Podía parecer que estábamos contemplando unas rocas en una cantera cubierta de vegetación, pero lo que estábamos observando realmente era una revolución. Las rocas registran la historia; cuentan relatos de un pasado muy antiguo, de mucho antes de que los humanos caminaran sobre la Tierra. Y la narración que teníamos ante nosotros, escrita en la piedra, era la leche. Ese cambio en las rocas, quizá solo detectable para los ojos muy preparados de un científico, documenta uno de los momentos más increíbles de la historia de la Tierra. Una breve ocasión en la que el mundo cambió, un punto de inflexión que tuvo lugar hace unos 252 millones de años, antes de nosotros, antes de los mamuts lanudos, antes de los dinosaurios, pero que todavía reverbera en la actualidad. Si en aquel entonces las cosas se hubieran desarrollado de forma algo diferente, quién sabe qué aspecto tendría el mundo moderno… Es como preguntarse qué podría haber ocurrido si no hubieran asesinado al archiduque.

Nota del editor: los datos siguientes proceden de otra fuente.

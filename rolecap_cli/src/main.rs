mod manifest;

use clap::{Parser, Subcommand};
use manifest::Manifest;
use rolecap_core::{
    CapabilityContext, InMemoryRoleStore, RoleHandle, RoleSet, RoleStore, SyncReport,
};
use serde_json::json;
use std::path::{Path, PathBuf};
use std::sync::Arc;
use tracing::{error, info};
use tracing_subscriber::EnvFilter;

#[derive(Debug, Parser)]
#[command(name = "rolecap", version = "0.1.0")]
struct Cli {
    #[command(subcommand)]
    command: Commands,
}

#[derive(Debug, Subcommand)]
enum Commands {
    /// List the capabilities declared in a manifest
    List {
        /// Path to the TOML manifest
        #[arg(long)]
        manifest: PathBuf,
    },
    /// Grant the declared capabilities to their roles
    Apply {
        #[arg(long)]
        manifest: PathBuf,
        /// Use one call per role and capability instead of batch calls
        #[arg(long)]
        direct: bool,
    },
    /// Revoke the declared capabilities from every role
    Retract {
        #[arg(long)]
        manifest: PathBuf,
        #[arg(long)]
        direct: bool,
    },
    /// Check whether the manifest's actor holds a capability
    Can {
        #[arg(long)]
        manifest: PathBuf,
        #[arg(long)]
        capability: String,
    },
}

/// Hides the batch API so the direct manager gets selected.
struct DirectOnly(InMemoryRoleStore);

impl RoleStore for DirectOnly {
    fn get_role(&self, name: &str) -> Option<Arc<dyn RoleHandle>> {
        self.0.get_role(name)
    }

    fn all_role_names(&self) -> RoleSet {
        self.0.all_role_names()
    }
}

fn load(
    path: &Path,
    direct: bool,
) -> rolecap_core::Result<(CapabilityContext, InMemoryRoleStore)> {
    let manifest = Manifest::from_file(path)?;

    let store = manifest.role_store();
    let role_store: Arc<dyn RoleStore> = if direct {
        Arc::new(DirectOnly(store.clone()))
    } else {
        Arc::new(store.clone())
    };
    let context = CapabilityContext::new(&manifest.config, role_store, Arc::new(store.clone()));
    Ok((context, store))
}

fn load_or_exit(path: &Path, direct: bool) -> (CapabilityContext, InMemoryRoleStore) {
    match load(path, direct) {
        Ok(loaded) => loaded,
        Err(e) => {
            error!("Failed to load manifest {:?}: {}", path, e);
            eprintln!("Error: {}", e);
            std::process::exit(1);
        }
    }
}

fn print_outcome(report: &SyncReport, store: &InMemoryRoleStore) {
    let roles: serde_json::Map<String, serde_json::Value> = store
        .all_role_names()
        .into_iter()
        .map(|name| {
            let caps = store.role_capabilities(&name).unwrap_or_default();
            (name, json!(caps))
        })
        .collect();

    let output = json!({ "report": report, "roles": roles });
    match serde_json::to_string_pretty(&output) {
        Ok(text) => println!("{}", text),
        Err(e) => {
            error!("Failed to render report: {}", e);
            std::process::exit(1);
        }
    }
}

fn main() {
    tracing_subscriber::fmt()
        .with_env_filter(
            EnvFilter::try_from_default_env().unwrap_or_else(|_| EnvFilter::new("info")),
        )
        .with_writer(std::io::stderr)
        .init();

    let cli = Cli::parse();

    match cli.command {
        Commands::List { manifest } => {
            let (mut context, _) = load_or_exit(&manifest, false);
            let capabilities = context.capabilities();
            if capabilities.is_empty() {
                println!("No capabilities declared.");
            } else {
                println!("Capabilities:");
                for capability in capabilities {
                    println!("  {}", capability);
                }
            }
        }
        Commands::Apply { manifest, direct } => {
            let (mut context, store) = load_or_exit(&manifest, direct);
            let report = context.add();
            info!("Applied capabilities in run {}", report.run_id);
            print_outcome(&report, &store);
        }
        Commands::Retract { manifest, direct } => {
            let (mut context, store) = load_or_exit(&manifest, direct);
            let report = context.remove();
            info!("Retracted capabilities in run {}", report.run_id);
            print_outcome(&report, &store);
        }
        Commands::Can {
            manifest,
            capability,
        } => {
            let (context, _) = load_or_exit(&manifest, false);
            let allowed = context.current_actor_can(&capability);
            println!("{}", if allowed { "yes" } else { "no" });
            if !allowed {
                std::process::exit(2);
            }
        }
    }
}

#[cfg(test)]
mod tests {
    use super::*;
    use rolecap_core::ManagerKind;

    const MANIFEST: &str = r#"
        actor_roles = ["editor"]

        [roles]
        administrator = []
        editor = ["read"]
        subscriber = ["read"]

        [[capabilities]]
        name = "app_edit"
        roles = ["editor"]
    "#;

    #[test]
    fn test_direct_flag_selects_direct_manager() {
        let manifest = Manifest::from_toml(MANIFEST).unwrap();
        let store = manifest.role_store();

        let direct = CapabilityContext::new(
            &manifest.config,
            Arc::new(DirectOnly(store.clone())),
            Arc::new(store.clone()),
        );
        assert_eq!(direct.manager().kind(), ManagerKind::Direct);

        let bulk =
            CapabilityContext::new(&manifest.config, Arc::new(store.clone()), Arc::new(store));
        assert_eq!(bulk.manager().kind(), ManagerKind::Bulk);
    }

    #[test]
    fn test_missing_manifest() {
        let result = load(Path::new("does/not/exist.toml"), false);
        assert!(matches!(result, Err(rolecap_core::CapabilityError::Config(_))));
    }

    #[test]
    fn test_apply_then_check() {
        let manifest = Manifest::from_toml(MANIFEST).unwrap();
        let store = manifest.role_store();
        let mut context = CapabilityContext::new(
            &manifest.config,
            Arc::new(DirectOnly(store.clone())),
            Arc::new(store.clone()),
        );

        assert!(!context.current_actor_can("app_edit"));
        let report = context.add();

        assert!(report.is_clean());
        assert!(context.current_actor_can("app_edit"));
        assert!(store
            .role_capabilities("administrator")
            .unwrap()
            .contains("app_edit"));
    }
}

Si hubiéramos estado en este mismo lugar hace 252 millones de años, durante una porción de tiempo que los geólogos denominan «periodo pérmico», nuestro entorno apenas habría sido reconocible. No habría fábricas en ruinas ni otras señales de vida humana. No habría aves en el cielo ni ratones echándose a la carrera bajo nuestros pies, ni matorrales floridos que nos arañaran, ni mosquitos que se alimentaran de nuestros cortes. Todas estas cosas evolucionarían más tarde. Pero seguro que habríamos estado sudando, porque hacía calor y había una humedad insoportable, probablemente más insufrible que Miami en pleno verano. Ríos enfurecidos drenarían la sierra de Santa Cruz, que entonces sí que era un conjunto de montañas de verdad, con puntiagudas cumbres nevadas que se introducían cientos de metros entre las nubes. Los ríos serpentearían a través de enormes bosques de coníferas primitivas, parientes de los pinos y enebros actuales, para desaguar en una gran cuenca que flanqueaba las colinas, tachonada de lagos que crecían en la estación de las lluvias, pero que se secaban cuando terminaban los monzones.

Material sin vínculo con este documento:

impl ChannelMachine {
    /// A restored numeric value arms the silence window immediately, so a
    /// channel whose transmitter is already off at startup still gets replayed.
    pub fn new(
        channel: MonitoredChannel,
        self_label: &str,
        timing: Timing,
        restored: Option<Value>,
        now: Instant,
    ) -> Self {
        let last_value = restored.filter(Value::is_number);
        let phase = match last_value {
            Some(_) => Phase::Live {
                deadline: now + timing.silence_delay,
            },
            None => Phase::SilentPending,
        };

        Self {
            channel,
            arbiter: SourceArbiter::new(self_label),
            emitter: SyntheticEmitter::new(self_label),
            timing,
            phase,
            last_value,
            last_seen: None,
            last_known_companion: BTreeMap::new(),
            known_sources: BTreeSet::new(),
            injections: 0,
            publish_failures: 0,
        }
    }

    pub fn channel(&self) -> &MonitoredChannel {
        &self.channel
    }

    pub fn emitter(&self) -> &SyntheticEmitter {
        &self.emitter
    }

    pub fn state(&self) -> ChannelState {
        match self.phase {
            Phase::Live { .. } => ChannelState::Live,
            Phase::SilentPending => ChannelState::SilentPending,
            Phase::Injecting { .. } => ChannelState::Injecting,
        }
    }

    pub fn last_value(&self) -> Option<&Value> {
        self.last_value.as_ref()
    }

    pub fn known_sources(&self) -> &BTreeSet<String> {
        &self.known_sources
    }

    pub fn last_known_companion(&self, field: &str) -> Option<&Value> {
        self.last_known_companion.get(field)
    }

    /// The single instant at which this channel next needs attention.
    pub fn next_wakeup(&self) -> Option<Instant> {
        match self.phase {
            Phase::Live { deadline } => Some(deadline),
            Phase::SilentPending => None,
            Phase::Injecting { next_tick } => Some(next_tick),
        }
    }

    /// Handle an update of the primary path.
    pub fn on_primary(&mut self, event: &BusEvent, now: Instant) -> Ingest {
        let verdict = self
            .arbiter
            .classify(self.channel.source_filter.as_deref(), event.source.as_ref());
        if verdict == Verdict::SelfAuthored {
            return Ingest::SelfAuthored;
        }

        if let Some(identity) = event.source.as_ref().and_then(|s| s.identity()) {
            if self.known_sources.insert(identity.clone()) {
                tracing::info!(source = %identity, ?verdict, "New source observed");
            }
        }

        if !verdict.accepts() {
            tracing::debug!(source = ?event.source, "Ignoring update from unauthorized source");
            return Ingest::Unauthorized;
        }
        if !event.value.is_number() {
            tracing::debug!(value = %event.value, "Ignoring non-numeric update");
            return Ingest::NotNumeric;
        }

        if let Phase::Injecting { .. } = self.phase {
            tracing::info!(injections = self.injections, "Genuine updates resumed");
        }
        self.last_value = Some(event.value.clone());
        self.last_seen = Some(event.timestamp);
        self.phase = Phase::Live {
            deadline: now + self.timing.silence_delay,
        };
        Ingest::Accepted
    }

    /// Handle an update of one of the companion paths. Never touches timers.
    pub fn on_companion(&mut self, event: &BusEvent) -> Ingest {
        let Some(field) = self.channel.companion_by_path(&event.path) else {
            return Ingest::Unknown;
        };
        match self
            .arbiter
            .classify(self.channel.source_filter.as_deref(), event.source.as_ref())
        {
            Verdict::SelfAuthored => return Ingest::SelfAuthored,
            Verdict::Unauthorized => return Ingest::Unauthorized,
            Verdict::Authorized | Verdict::Permissive => {}
        }
        if !event.value.is_number() {
            return Ingest::NotNumeric;
        }
        if field.kind == CompanionKind::Passive {
            self.last_known_companion
                .insert(field.name.clone(), event.value.clone());
        }
        Ingest::Accepted
    }

    /// Handle expiry of the current phase's timer.
    pub fn on_timer(&mut self, now: Instant) -> Wake {
        match self.phase {
            Phase::Live { deadline } if now >= deadline => match self.build_delta() {
                Some(delta) => {
                    tracing::info!(
                        value = ?self.last_value,
                        silence = ?self.timing.silence_delay,
                        "Channel silent, starting injection"
                    );
                    self.phase = Phase::Injecting {
                        next_tick: now + self.timing.transmit_interval,
                    };
                    self.injections += 1;
                    Wake::StartedInjecting(delta)
                }
                None => {
                    self.phase = Phase::SilentPending;
                    Wake::Silenced
                }
            },
            Phase::Injecting { next_tick } if now >= next_tick => match self.build_delta() {
                Some(delta) => {
                    let mut following = next_tick + self.timing.transmit_interval;
                    if following <= now {
                        following = now + self.timing.transmit_interval;
                    }
                    self.phase = Phase::Injecting {
                        next_tick: following,
                    };
                    self.injections += 1;
                    Wake::Tick(delta)
                }
                None => {
                    self.phase = Phase::SilentPending;
                    Wake::Silenced
                }
            },
            _ => Wake::Idle,
        }
    }

    pub fn record_publish_failure(&mut self) {
        self.publish_failures += 1;
    }

    pub fn snapshot(&self) -> ChannelSnapshot {
        ChannelSnapshot {
            id: self.channel.id.clone(),
            name: self.channel.name.clone(),
            path: self.channel.primary.to_string(),
            state: self.state(),
            last_value: self.last_value.clone(),
            last_seen: self.last_seen,
            source_filter: self.channel.source_filter.clone(),
            known_sources: self.known_sources.iter().cloned().collect(),
            injections: self.injections,
            publish_failures: self.publish_failures,
        }
    }

    fn build_delta(&self) -> Option<Delta> {
        let value = self.last_value.as_ref()?;
        Some(
            self.emitter
                .build(&self.channel, value, &self.last_known_companion),
        )
    }
}

#[cfg(test)]
mod tests {
    use super::*;
    use heartwire_core::SourceMeta;
    use heartwire_core::path::MIN_SEGMENTS;
    use serde_json::json;

    const PRIMARY: &str = "propulsion.port.runTime";
    const D: Duration = Duration::from_secs(10);
    const I: Duration = Duration::from_secs(5);

    fn machine(filter: Option<&str>, restored: Option<Value>, now: Instant) -> ChannelMachine {
        let mut config = ChannelConfig::new(PRIMARY);
        config.source = filter.map(str::to_string);
        let specs: Vec<_> = ["revolutions", "temperature"]
            .iter()
            .filter_map(|n| CompanionSpec::lookup(n))
            .collect();
        let path = ChannelPath::parse(PRIMARY, "propulsion", MIN_SEGMENTS).unwrap();
        let channel = MonitoredChannel::new(path, &config, &specs);
        let timing = Timing {
            silence_delay: D,
            transmit_interval: I,
        };
        ChannelMachine::new(channel, "heartwire", timing, restored, now)
    }

    fn update(path: &str, value: Value, source: &str) -> BusEvent {
        BusEvent::new(path, value, Some(SourceMeta::from_ref(source)))
    }

    #[test]
    fn test_starts_silent_without_value() {
        let t0 = Instant::now();
        let mut m = machine(None, None, t0);
        assert_eq!(m.state(), ChannelState::SilentPending);
        assert_eq!(m.next_wakeup(), None);
        assert_eq!(m.on_timer(t0 + D * 100), Wake::Idle);
        assert_eq!(m.state(), ChannelState::SilentPending);
    }

    #[test]
    fn test_restored_value_arms_silence_window() {
        let t0 = Instant::now();
        let mut m = machine(None, Some(json!(3600)), t0);
        assert_eq!(m.state(), ChannelState::Live);
        assert_eq!(m.next_wakeup(), Some(t0 + D));

        assert_eq!(m.on_timer(t0 + D - Duration::from_millis(1)), Wake::Idle);
        let Wake::StartedInjecting(delta) = m.on_timer(t0 + D) else {
            panic!("expected injection to start");
        };
        assert_eq!(delta.value_of(PRIMARY), Some(&json!(3600)));
        assert_eq!(m.state(), ChannelState::Injecting);
        assert_eq!(m.next_wakeup(), Some(t0 + D + I));
    }

    #[test]
    fn test_restored_non_numeric_value_is_discarded() {
        let m = machine(None, Some(json!("3600")), Instant::now());
        assert_eq!(m.state(), ChannelState::SilentPending);
        assert!(m.last_value().is_none());
    }

    #[test]
    fn test_injection_ticks_at_interval() {
        let t0 = Instant::now();
        let mut m = machine(None, None, t0);
        assert_eq!(m.on_primary(&update(PRIMARY, json!(100), "n2k.16"), t0), Ingest::Accepted);

        assert!(matches!(m.on_timer(t0 + D), Wake::StartedInjecting(_)));
        assert_eq!(m.on_timer(t0 + D + I / 2), Wake::Idle);
        let Wake::Tick(delta) = m.on_timer(t0 + D + I) else {
            panic!("expected tick");
        };
        assert_eq!(delta.value_of(PRIMARY), Some(&json!(100)));
        assert_eq!(m.next_wakeup(), Some(t0 + D + I * 2));
        assert_eq!(m.snapshot().injections, 2);
    }

    #[test]
    fn test_genuine_update_cancels_injection() {
        let t0 = Instant::now();
        let mut m = machine(None, Some(json!(1)), t0);
        assert!(matches!(m.on_timer(t0 + D), Wake::StartedInjecting(_)));

        let resumed = t0 + D + Duration::from_secs(2);
        assert_eq!(m.on_primary(&update(PRIMARY, json!(2), "n2k.16"), resumed), Ingest::Accepted);
        assert_eq!(m.state(), ChannelState::Live);
        assert_eq!(m.next_wakeup(), Some(resumed + D));
        // The tick that would have fired at t0+D+I is gone.
        assert_eq!(m.on_timer(t0 + D + I), Wake::Idle);
        assert_eq!(m.last_value(), Some(&json!(2)));
    }

    #[test]
    fn test_self_authored_update_is_ignored() {
        let t0 = Instant::now();
        let mut m = machine(None, Some(json!(5)), t0);
        let later = t0 + Duration::from_secs(9);

        let echo = update(PRIMARY, json!(5), "heartwire");
        assert_eq!(m.on_primary(&echo, later), Ingest::SelfAuthored);
        assert_eq!(m.next_wakeup(), Some(t0 + D));
        assert!(m.known_sources().is_empty());
    }

    #[test]
    fn test_unauthorized_source_is_recorded_only() {
        let t0 = Instant::now();
        let mut m = machine(Some("A"), Some(json!(1)), t0);

        let other = BusEvent::new(PRIMARY, json!(42), Some(SourceMeta::labeled("B")));
        assert_eq!(m.on_primary(&other, t0 + Duration::from_secs(3)), Ingest::Unauthorized);
        assert_eq!(m.last_value(), Some(&json!(1)));
        assert_eq!(m.next_wakeup(), Some(t0 + D));
        assert!(m.known_sources().contains("B"));

        let authority = BusEvent::new(PRIMARY, json!(2), Some(SourceMeta::labeled("a")));
        assert_eq!(m.on_primary(&authority, t0 + Duration::from_secs(4)), Ingest::Accepted);
        assert_eq!(m.last_value(), Some(&json!(2)));
    }

    #[test]
    fn test_non_numeric_update_does_not_reset_timer() {
        let t0 = Instant::now();
        let mut m = machine(None, Some(json!(1)), t0);
        let bad = update(PRIMARY, json!("n/a"), "n2k.16");
        assert_eq!(m.on_primary(&bad, t0 + Duration::from_secs(5)), Ingest::NotNumeric);
        assert_eq!(m.next_wakeup(), Some(t0 + D));
    }

    #[test]
    fn test_missing_source_metadata_is_accepted() {
        let t0 = Instant::now();
        let mut m = machine(Some("A"), None, t0);
        let anonymous = BusEvent::new(PRIMARY, json!(9), None);
        assert_eq!(m.on_primary(&anonymous, t0), Ingest::Accepted);
        assert_eq!(m.state(), ChannelState::Live);
    }

    #[test]
    fn test_companions_in_replay() {
        let t0 = Instant::now();
        let mut m = machine(None, None, t0);
        let rpm = "propulsion.port.revolutions";
        let temp = "propulsion.port.temperature";

        assert_eq!(m.on_companion(&update(rpm, json!(35.5), "n2k.16")), Ingest::Accepted);
        assert_eq!(m.on_companion(&update(temp, json!(353.15), "n2k.16")), Ingest::Accepted);
        assert_eq!(m.on_companion(&update(temp, json!(0), "heartwire")), Ingest::SelfAuthored);
        let boost = update("propulsion.port.boost", json!(1), "n2k.16");
        assert_eq!(m.on_companion(&boost), Ingest::Unknown);
        assert_eq!(m.last_known_companion("revolutions"), None);
        assert_eq!(m.next_wakeup(), None);

        m.on_primary(&update(PRIMARY, json!(10), "n2k.16"), t0);
        let Wake::StartedInjecting(delta) = m.on_timer(t0 + D) else {
            panic!("expected injection to start");
        };
        assert_eq!(delta.value_of(rpm), Some(&json!(0)));
        assert_eq!(delta.value_of(temp), Some(&json!(353.15)));
    }
}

Estos lagos eran la fuente de vida del ecosistema local, abrevaderos que proporcionaban un oasis frente al fuerte calor y al viento. Hasta allí acudía toda suerte de animales, pero no como los que conocemos. Había salamandras viscosas más grandes que un perro, que deambulaban cerca de la orilla y ocasionalmente capturaban algún pez que se cruzaba en su camino. Unas bestias corpulentas llamadas «pareiasaurios» anadeaban a cuatro patas; su piel con protuberancias, su complexión pesada en la parte delantera y su aspecto tosco en general los hacían parecer una línea de ataque apabullante de formas reptilianas. Unos bichos pequeños y gordos llamados «dicinodontes» hurgaban en el fango igual que los cerdos y empleaban sus aguzados colmillos para extraer sabrosas raíces. Señoreando sobre todos ellos estaban los gorgonopsios, monstruos del tamaño de osos que reinaban en la cumbre de la cadena trófica con sus caninos como sables, que rajaban las entrañas de los pareiasaurios y la carne de los dicinodontes. Este extravagante elenco dominaba el mundo justo antes de los dinosaurios.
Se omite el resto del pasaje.